Leading Questions: Recoloring Over The Lines

This article was originally published at Comics Bulletin on February 9, 2017.

flex-mentallo-recoloring

Every week in a new installment of “Leading Questions”, the young, lantern jawed Publisher of Comics Bulletin Mark Stack will ask Co-Managing Editor Chase Magnett a question he must answer. However, Mark doesn’t plan on taking it easy on Chase. He’ll be setting him up with questions that are anything but fair and balanced to see how this once overconfident comics critic can make a cogent case for what another one obviously wants to hear.

So without any further ado…

Recoloring comics: the misguided destruction of a work of art or updating it for a new generation?

Thanks for the softball, bro. In a week where we decided to approve someone with no experience to oversee the dismantling of American education and a white supremacist to oversee our Justice Department, I really needed something easy to tackle.

What? You thought I wasn’t going to talk about the fact that the world has gone insane? Sorry, but there’s no escaping it. If it makes you feel better, the rest of this column will be about how recoloring comics is a really bad idea, but still not nearly as bad as electing a nepotistic, authoritarian, man-child with no ethical boundaries to the office of President.

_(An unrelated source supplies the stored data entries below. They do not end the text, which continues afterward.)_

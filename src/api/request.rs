//! Request types for the Leave Engine API.
//!
//! This module defines the JSON request bodies and query strings accepted
//! by the API endpoints.

use chrono::{NaiveDate, Utc};
use serde::{Deserialize, Serialize};

use crate::error::LeaveResult;
use crate::models::{
    DateRange, LeaveRecord, LeaveRequest, LeaveStatus, RequestFilter, ScopeFilter,
};

/// Request body for `POST /conflicts`.
///
/// Records are taken as the store holds them, dates as strings, so that a
/// malformed record can be reported without failing the whole batch.
#[derive(Debug, Clone, Serialize, Deserialize)]
pub struct DetectConflictsRequest {
    /// The leave records to check. Only approved ones take part.
    pub intervals: Vec<LeaveRecord>,
}

/// Request body for `POST /validate` and `POST /requests`.
#[derive(Debug, Clone, Serialize, Deserialize)]
pub struct LeaveRequestBody {
    /// The prospective leave.
    pub request: LeaveRequest,
    /// The date to judge futurity against. Defaults to today (UTC).
    #[serde(default)]
    pub as_of: Option<NaiveDate>,
}

impl LeaveRequestBody {
    /// The effective "today" for validation.
    pub fn today(&self) -> NaiveDate {
        self.as_of.unwrap_or_else(|| Utc::now().date_naive())
    }
}

/// Request body for `POST /requests/:id/approve`.
#[derive(Debug, Clone, Serialize, Deserialize)]
pub struct ApproveRequest {
    /// The reviewer approving the request.
    pub reviewer_id: String,
}

/// Request body for `POST /requests/:id/reject`.
#[derive(Debug, Clone, Serialize, Deserialize)]
pub struct RejectRequest {
    /// The reviewer rejecting the request.
    pub reviewer_id: String,
    /// Why the request was rejected.
    #[serde(default)]
    pub reason: Option<String>,
}

/// Request body for `POST /requests/:id/cancel`.
#[derive(Debug, Clone, Serialize, Deserialize)]
pub struct CancelRequest {
    /// The requester withdrawing their own request.
    pub requester_id: String,
}

/// Query string for `GET /calendar/:year/:month`.
#[derive(Debug, Clone, Default, Deserialize)]
pub struct CalendarQuery {
    /// Restrict the calendar to one owner's leave.
    #[serde(default)]
    pub owner_id: Option<String>,
}

impl CalendarQuery {
    /// The visibility scope the query asks for.
    pub fn scope(&self) -> ScopeFilter {
        ScopeFilter::from_owner(self.owner_id.clone())
    }
}

/// Query string for `GET /requests`.
#[derive(Debug, Clone, Default, Deserialize)]
pub struct RequestListQuery {
    /// Only this owner's requests.
    #[serde(default)]
    pub owner_id: Option<String>,
    /// Only requests in this status.
    #[serde(default)]
    pub status: Option<LeaveStatus>,
    /// Only requests starting on or after this date.
    #[serde(default)]
    pub start_date: Option<NaiveDate>,
    /// Only requests starting on or before this date.
    #[serde(default)]
    pub end_date: Option<NaiveDate>,
}

impl RequestListQuery {
    /// The store filter the query asks for.
    ///
    /// Fails when both bounds are given and `end_date` precedes `start_date`.
    pub fn filter(&self) -> LeaveResult<RequestFilter> {
        let starting = match (self.start_date, self.end_date) {
            (None, None) => None,
            (start, end) => Some(DateRange::new(
                start.unwrap_or(NaiveDate::MIN),
                end.unwrap_or(NaiveDate::MAX),
            )?),
        };
        Ok(RequestFilter {
            scope: ScopeFilter::from_owner(self.owner_id.clone()),
            status: self.status,
            starting,
        })
    }
}

/// Query string for `GET /dashboard/:owner_id`.
#[derive(Debug, Clone, Default, Deserialize)]
pub struct DashboardQuery {
    /// Count and list every owner's requests instead of only the user's.
    #[serde(default)]
    pub team: bool,
    /// The date "upcoming" is measured from. Defaults to today (UTC).
    #[serde(default)]
    pub as_of: Option<NaiveDate>,
}

impl DashboardQuery {
    /// The visibility scope for `owner_id`'s dashboard.
    pub fn scope(&self, owner_id: &str) -> ScopeFilter {
        if self.team {
            ScopeFilter::All
        } else {
            ScopeFilter::Owner(owner_id.to_string())
        }
    }

    /// The effective "today" for the dashboard.
    pub fn today(&self) -> NaiveDate {
        self.as_of.unwrap_or_else(|| Utc::now().date_naive())
    }
}

/// Query string for `GET /users/:owner_id/notifications`.
#[derive(Debug, Clone, Default, Deserialize)]
pub struct NotificationsQuery {
    /// Leave out notifications already read.
    #[serde(default)]
    pub unread_only: bool,
}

Answering this question is easy because all you need to do is point to prominent examples and how literally none of them were a good idea. We’ve got Flex Mentallo up top, The Killing Joke in the middle, and The Incal at the bottom. The first and last of these are easily defined as classics, and the mid-point is still a well-crafted comic, albeit an incredibly overrated one. Just look at all three of these side-by-side comparisons. Now. Do it now. Did you notice how the original coloring on the left is vastly superior to the new coloring on the right?

Great. Case closed. Now we can all get back to calling our Senators.

the-incal-recoloring

I’m kidding. You know I can’t actually deliver a short answer. There’s more at play here, and I do want to get into that. However, you really should still call your Senators and Representative once we’re really done here.

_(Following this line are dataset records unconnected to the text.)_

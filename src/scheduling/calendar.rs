//! Calendar views over leave and conflicts.
//!
//! This module provides the per-date lookups a calendar grid needs and the
//! monthly export a reviewer downloads.

use chrono::{Months, NaiveDate};
use serde::{Deserialize, Serialize};

use crate::error::{LeaveError, LeaveResult};
use crate::models::{ConflictRecord, DateRange, LeaveInterval, LeaveStatus};

use super::detect;

/// Returns the leave (in any status) covering `date`.
pub fn leaves_for_date(intervals: &[LeaveInterval], date: NaiveDate) -> Vec<&LeaveInterval> {
    intervals.iter().filter(|i| i.covers(date)).collect()
}

/// Returns the conflicts whose overlap window covers `date`.
pub fn conflicts_for_date(conflicts: &[ConflictRecord], date: NaiveDate) -> Vec<&ConflictRecord> {
    conflicts.iter().filter(|c| c.covers(date)).collect()
}

/// Returns the first and last day of a calendar month.
///
/// # Example
///
/// ```
/// use leave_engine::scheduling::month_range;
/// use chrono::NaiveDate;
///
/// let feb = month_range(2024, 2).unwrap();
/// assert_eq!(feb.start, NaiveDate::from_ymd_opt(2024, 2, 1).unwrap());
/// assert_eq!(feb.end, NaiveDate::from_ymd_opt(2024, 2, 29).unwrap());
/// assert!(month_range(2024, 13).is_err());
/// ```
pub fn month_range(year: i32, month: u32) -> LeaveResult<DateRange> {
    let invalid = || LeaveError::InvalidMonth { year, month };

    let start = NaiveDate::from_ymd_opt(year, month, 1).ok_or_else(invalid)?;
    let end = start
        .checked_add_months(Months::new(1))
        .and_then(|next| next.pred_opt())
        .ok_or_else(invalid)?;

    DateRange::new(start, end)
}

/// Summary counts for a calendar month.
#[derive(Debug, Clone, Copy, PartialEq, Eq, Serialize, Deserialize)]
pub struct CalendarSummary {
    /// All leave overlapping the month.
    pub total_leaves: usize,
    /// Approved leave overlapping the month.
    pub approved_leaves: usize,
    /// Pending leave overlapping the month.
    pub pending_leaves: usize,
    /// Conflicts among the approved leave.
    pub total_conflicts: usize,
}

/// A month of leave with its conflicts, as exported for reviewers.
#[derive(Debug, Clone, PartialEq, Eq, Serialize, Deserialize)]
pub struct MonthlyCalendar {
    /// The calendar year.
    pub year: i32,
    /// The calendar month (1-12).
    pub month: u32,
    /// Leave overlapping the month.
    pub leaves: Vec<LeaveInterval>,
    /// Conflicts among the approved leave.
    pub conflicts: Vec<ConflictRecord>,
    /// Summary counts.
    pub summary: CalendarSummary,
}

impl MonthlyCalendar {
    /// Builds the calendar for a month from the leave overlapping it.
    ///
    /// Leave outside the month is dropped before counting.
    pub fn build(year: i32, month: u32, intervals: Vec<LeaveInterval>) -> LeaveResult<Self> {
        let range = month_range(year, month)?;
        let leaves: Vec<LeaveInterval> = intervals
            .into_iter()
            .filter(|i| range.intersects(i.start_date(), i.end_date()))
            .collect();

        let conflicts = detect(&leaves);
        let count = |status: LeaveStatus| leaves.iter().filter(|i| i.status() == status).count();

        let summary = CalendarSummary {
            total_leaves: leaves.len(),
            approved_leaves: count(LeaveStatus::Approved),
            pending_leaves: count(LeaveStatus::Pending),
            total_conflicts: conflicts.len(),
        };

        Ok(Self {
            year,
            month,
            leaves,
            conflicts,
            summary,
        })
    }

    /// Leave covering a day of this month.
    pub fn leaves_on(&self, date: NaiveDate) -> Vec<&LeaveInterval> {
        leaves_for_date(&self.leaves, date)
    }

    /// Conflicts covering a day of this month.
    pub fn conflicts_on(&self, date: NaiveDate) -> Vec<&ConflictRecord> {
        conflicts_for_date(&self.conflicts, date)
    }
}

So I think the thing that can be dismissed out of hand is the choice to recolor a comic without any input from the original team. If DC Comics picks up Watchmen and decides it could use a new coat of paint, that’s just one more sin in their ever-growing stack of sins regarding that book. There’s no valid reason for a publisher or non-creative owner to add to or alter a work based on their own whims or desires. I’ll happily include shit like the new black-and-white edition of that book and the prequels as well. It’s all a creatively bankrupt cash grab, and we have no time for that nonsense.

There’s a bit of an exception to be made and that comes with the word “restoration”. It’s important to make a distinction between restoring colors and recoloring though. The former is meant to create the effect of the original when it has been diminished by time or wear. This is like when the Criterion Collection offers restored films. The goal with each addition was to take what was in hand and make it as much like the original experience as possible. It reveals a devotion to the artist or artist’s intent, and it’s designed to be invisible in nature. Recoloring is a reinterpretation or addition. It removes and replaces an original component of the text, creating an entirely new experience. Recoloring is the same as rewriting dialogue or redrawing panels, it alters the work in a way that denies the original’s existence.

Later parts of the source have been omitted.